The reason I won’t review Metal Gear Solid: Portable Ops is partially because I never played it, but also because I don’t feel like it has a place in the main series. See, I don’t think that you should have to go outside of your chosen console to get the full story, in the same way that you didn’t need to be caught up on the Agents of Shield TV series to get the story of Captain America: The Winter Soldier. And apparently Hideo Kojima supports me on this as far as Portable Ops is concerned, to the extent of knocking it in the latest game Ground Zeroes (ironically in the same game that requires you to have played Peace Walker to get the full emotional impact of it’s story). So I won’t do a “Spin off game” unless I feel like it has an impact on the overall series or story (which is why I will be talking about Peace Walker and Metal Gear Rising as part of TIR). With that said, let’s move on to MGS4.

Released in 2008 for the PS4, Metal Gear Solid 4: Guns of the Patriots is the game that many people bought as their introduction to the Metal Gear series.
Huge mistake, because this game is pretty much banking on the fact that you’ve played the games proceeding it.

This isn’t necessarily a bad thing however, since the games purpose is to be the conclusion to three very long and complex storylines. People’s complaint about the finale of Lost wasn’t that it didn’t catch you up to everything that happened before the final episode (there were apparently a lot of other reasons why that finale sucked, though I don’t see it. It was fine, and I was satisfied).

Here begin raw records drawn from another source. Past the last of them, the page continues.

//! Error types for the chainsink loading engine.

use thiserror::Error;

use crate::types::OperationKind;

/// SQLSTATE reported by PostgreSQL when `CREATE TABLE` hits an existing relation.
const DUPLICATE_TABLE_CODE: &str = "42P07";

/// Connection exceptions (`08xxx`) are matched by class.
const CONNECTION_EXCEPTION_CLASS: &str = "08";
/// Serialization failure and deadlock: the transaction may succeed when replayed.
const TRANSIENT_CODES: [&str; 2] = ["40001", "40P01"];

/// Errors that can occur while staging, flushing or reverting.
#[derive(Debug, Error)]
pub enum SinkError {
    #[error("cannot {attempted} row {primary_key} in table {table}: it is {}", .existing.scheduled_phrase())]
    Conflict {
        table: String,
        primary_key: String,
        attempted: OperationKind,
        existing: OperationKind,
    },

    #[error("unknown table {table} (known tables: {available})")]
    UnknownTable { table: String, available: String },

    #[error("cannot find column {column:?} for table {table} (valid columns are {available})")]
    UnknownColumn {
        table: String,
        column: String,
        available: String,
    },

    #[error("invalid primary key for table {table}: {reason}")]
    PrimaryKey { table: String, reason: String },

    #[error("dialect {dialect} only accepts inserts, refusing {operation} on table {table}")]
    UnsupportedOperation {
        dialect: String,
        operation: OperationKind,
        table: String,
    },

    #[error("invalid value {value:?} for column {column:?} of table {table}: {reason}")]
    InvalidValue {
        table: String,
        column: String,
        value: String,
        reason: String,
    },

    #[error("cursor not found for module hash {module_hash:?}")]
    CursorNotFound { module_hash: String },

    #[error(
        "cursor module hash mismatch, refusing to continue: module hash is {expected:?} but the cursor \
         with the highest block ({block}) belongs to {actual:?}; use on-module-hash-mismatch=warn or ignore to continue"
    )]
    ModuleHashMismatch {
        expected: String,
        actual: String,
        block: u64,
    },

    #[error("{reason}; run the following to fix it:\n{ddl}")]
    SystemTable { reason: String, ddl: String },

    #[error("database error: {message}")]
    Database {
        message: String,
        code: Option<String>,
    },

    #[error("operation cancelled, transaction rolled back")]
    Cancelled,

    #[error("received an undo signal while {pending} staged entries are waiting to be flushed")]
    PendingOnUndo { pending: usize },

    #[error(
        "received an undo signal but dialect {dialect} keeps no history and undo buffering is disabled; \
         run with a non-zero undo buffer size"
    )]
    UndoWithoutHistory { dialect: String },

    #[error("unknown database driver {driver:?} (registered: {available})")]
    UnknownDriver { driver: String, available: String },

    #[error("invalid DSN: {0}")]
    Dsn(String),

    #[error("configuration error: {0}")]
    Config(String),

    #[error("block stream error: {0}")]
    Stream(String),
}

impl SinkError {
    /// Database error without a driver-specific code.
    pub fn database(message: impl Into<String>) -> Self {
        Self::Database {
            message: message.into(),
            code: None,
        }
    }

    /// Returns `true` if the database refused to create an already existing table.
    pub fn is_duplicate_table(&self) -> bool {
        matches!(self, Self::Database { code: Some(code), .. } if code == DUPLICATE_TABLE_CODE)
    }

    /// Returns `true` for staging conflicts (an operation clashing with a staged one).
    pub fn is_conflict(&self) -> bool {
        matches!(self, Self::Conflict { .. })
    }

    /// Returns `true` if the error came from a cancellation request.
    pub fn is_cancelled(&self) -> bool {
        matches!(self, Self::Cancelled)
    }

    /// Returns `true` if retrying the same batch may succeed (transient).
    ///
    /// Database errors without a code never reached the server's SQL layer
    /// (I/O, pool timeouts) and are retryable. Coded errors are retryable
    /// only for connection exceptions, serialization failures and deadlocks.
    pub fn is_retryable(&self) -> bool {
        match self {
            Self::Database { code: None, .. } | Self::Stream(_) => true,
            Self::Database { code: Some(code), .. } => {
                code.starts_with(CONNECTION_EXCEPTION_CLASS) || TRANSIENT_CODES.contains(&code.as_str())
            }
            _ => false,
        }
    }

    /// Returns `true` if the error reflects invalid data or configuration,
    /// which no retry can fix.
    pub fn is_fatal(&self) -> bool {
        !self.is_retryable() && !self.is_cancelled()
    }
}
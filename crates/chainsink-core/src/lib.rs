//! chainsink-core: batched, transactional, reorg-safe SQL loading of
//! blockchain change streams.
//!
//! # Architecture
//!
//! ```text
//! BlockStream → Sinker
//!                 └── Loader
//!                      ├── StagingArea      (one merged operation per row)
//!                      ├── Dialect          (postgres / clickhouse SQL)
//!                      ├── flush            (operations + cursor, one transaction)
//!                      ├── revert           (history replay on forks)
//!                      └── Connection       (storage backend, see chainsink-storage)
//! ```
//!
//! Changes are validated and merged in memory, then written together with
//! the stream cursor in a single transaction, so a crash replays from the
//! last committed cursor without duplicating or losing rows. Dialects that
//! keep a history table record the previous state of every row touched by
//! a reversible block, which lets a fork be undone exactly.

pub mod cancel;
pub mod config;
pub mod connection;
pub mod cursor;
pub mod dialect;
pub mod dsn;
pub mod error;
pub mod escape;
pub mod loader;
pub mod operation;
pub mod schema;
pub mod sinker;
pub mod staging;
pub mod stats;
pub mod stream;
pub mod types;

mod flush;
mod revert;

#[cfg(any(test, feature = "testing"))]
pub mod testing;

pub use cancel::{CancelHandle, CancelSignal};
pub use config::{LoaderConfig, OnModuleHashMismatch, SinkerConfig};
pub use connection::{Connection, HistoryRow, Transaction};
pub use cursor::{Cursor, CursorLookup, CursorRow};
pub use dialect::{ClickHouseDialect, Dialect, DialectRegistry, PostgresDialect};
pub use dsn::{Driver, Dsn};
pub use error::SinkError;
pub use loader::Loader;
pub use schema::{ColumnInfo, ColumnKind, TableInfo};
pub use sinker::Sinker;
pub use stream::{BlockStream, JsonLinesStream, MemoryStream};
pub use types::{
    BlockRef, BlockScopedData, BlockUndoSignal, OperationKind, PrimaryKey, StreamMessage,
    TableChange,
};
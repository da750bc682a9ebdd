//! `chainsink setup`: run a schema script, then create the system tables.

use std::sync::Arc;

use anyhow::{Context, Result};
use tracing::{info, warn};

use chainsink_core::config::LoaderConfig;
use chainsink_core::connection::Connection;
use chainsink_core::dialect::DialectRegistry;
use chainsink_core::dsn::Dsn;
use chainsink_core::loader::Loader;

pub async fn run(
    dsn: &Dsn,
    schema_file: &str,
    postgraphile: bool,
    ignore_duplicate_table_errors: bool,
) -> Result<()> {
    let script = tokio::fs::read_to_string(schema_file)
        .await
        .with_context(|| format!("read schema file '{}'", schema_file))?;
    let conn = chainsink_storage::connect(dsn).await.context("connect")?;

    setup(
        conn,
        &dsn.schema,
        &script,
        postgraphile,
        ignore_duplicate_table_errors,
    )
    .await
}

pub async fn setup(
    conn: Arc<dyn Connection>,
    schema: &str,
    script: &str,
    postgraphile: bool,
    ignore_duplicate_table_errors: bool,
) -> Result<()> {
    let config = LoaderConfig {
        schema: schema.to_string(),
        ..LoaderConfig::default()
    };
    let loader = Loader::new(conn, &DialectRegistry::with_defaults(), &config)?;

    match loader.setup(script, postgraphile).await {
        Ok(()) => {
            info!(schema, "database set up");
            Ok(())
        }
        Err(err) if ignore_duplicate_table_errors && err.is_duplicate_table() => {
            warn!(error = %err, "schema script hit an existing table, creating system tables only");
            loader
                .create_system_tables(postgraphile)
                .await
                .context("create system tables")
        }
        Err(err) => Err(err).context("setup"),
    }
}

With that said, Guns of the Patriots does a great job of wrapping up all loose ends in the previous games; closure on Meryl’s relationship with Campbell, Raiden’s life after discovering that he’s apparently a credible protagonist in the final act of his own game, and even what happened to the surviving characters of Snake Eater. At the same time it has its own story and characters to both introduce and wrap up their stories. It does this well and provides closure to everything that came before it. It does have the stink of Retcon about it, especially regarding the identity of the games villain, though since it’s Retconing something that was stupid back in MGS2 then I feel lenient. Besides, with things like this the end of the story is rarely thought up back in the first game, first chapter of a comic, or even the first episode of a TV show. Provided the Retcon doesn’t contradict anything, which MGS4 doesn’t do thankfully.


But onto the story itself; Solid Snake is aging rapidly due to his artificial origins as a clone of the legendary solider Big Boss and is on the verge of death. However he embarks on his final mission to assassinate his brother Liquid Snake, now known as Liquid Ocelot, before he can launch his plan to highjack the nano-machine system used to control all soldiers on the planet, rendering their weapons useless and allowing him to take over the world without anyone being able to fight back. That’s the abridged version of the plot however; there are too many sub-plots and character backstories to even list. You have to really be playing attention and be engaged in the story to get any enjoyment.

I do find it worth noting that this is the game that got me to like Raiden. Seriously, this guy went from a whiny bitch to a badass ninja who earned his own spin off game, Metal Gear Rising. It just goes to show that even a character that I hate and find irritating can still win me over if you actually write him competently. His tragic past coupled with his transformation into a cyborg engine of destruction actually makes him a compelling character. Not to say that you can’t try and get into the series this way; I won’t lie to you about your chances, but you have my sympathy. I admire it’s purity…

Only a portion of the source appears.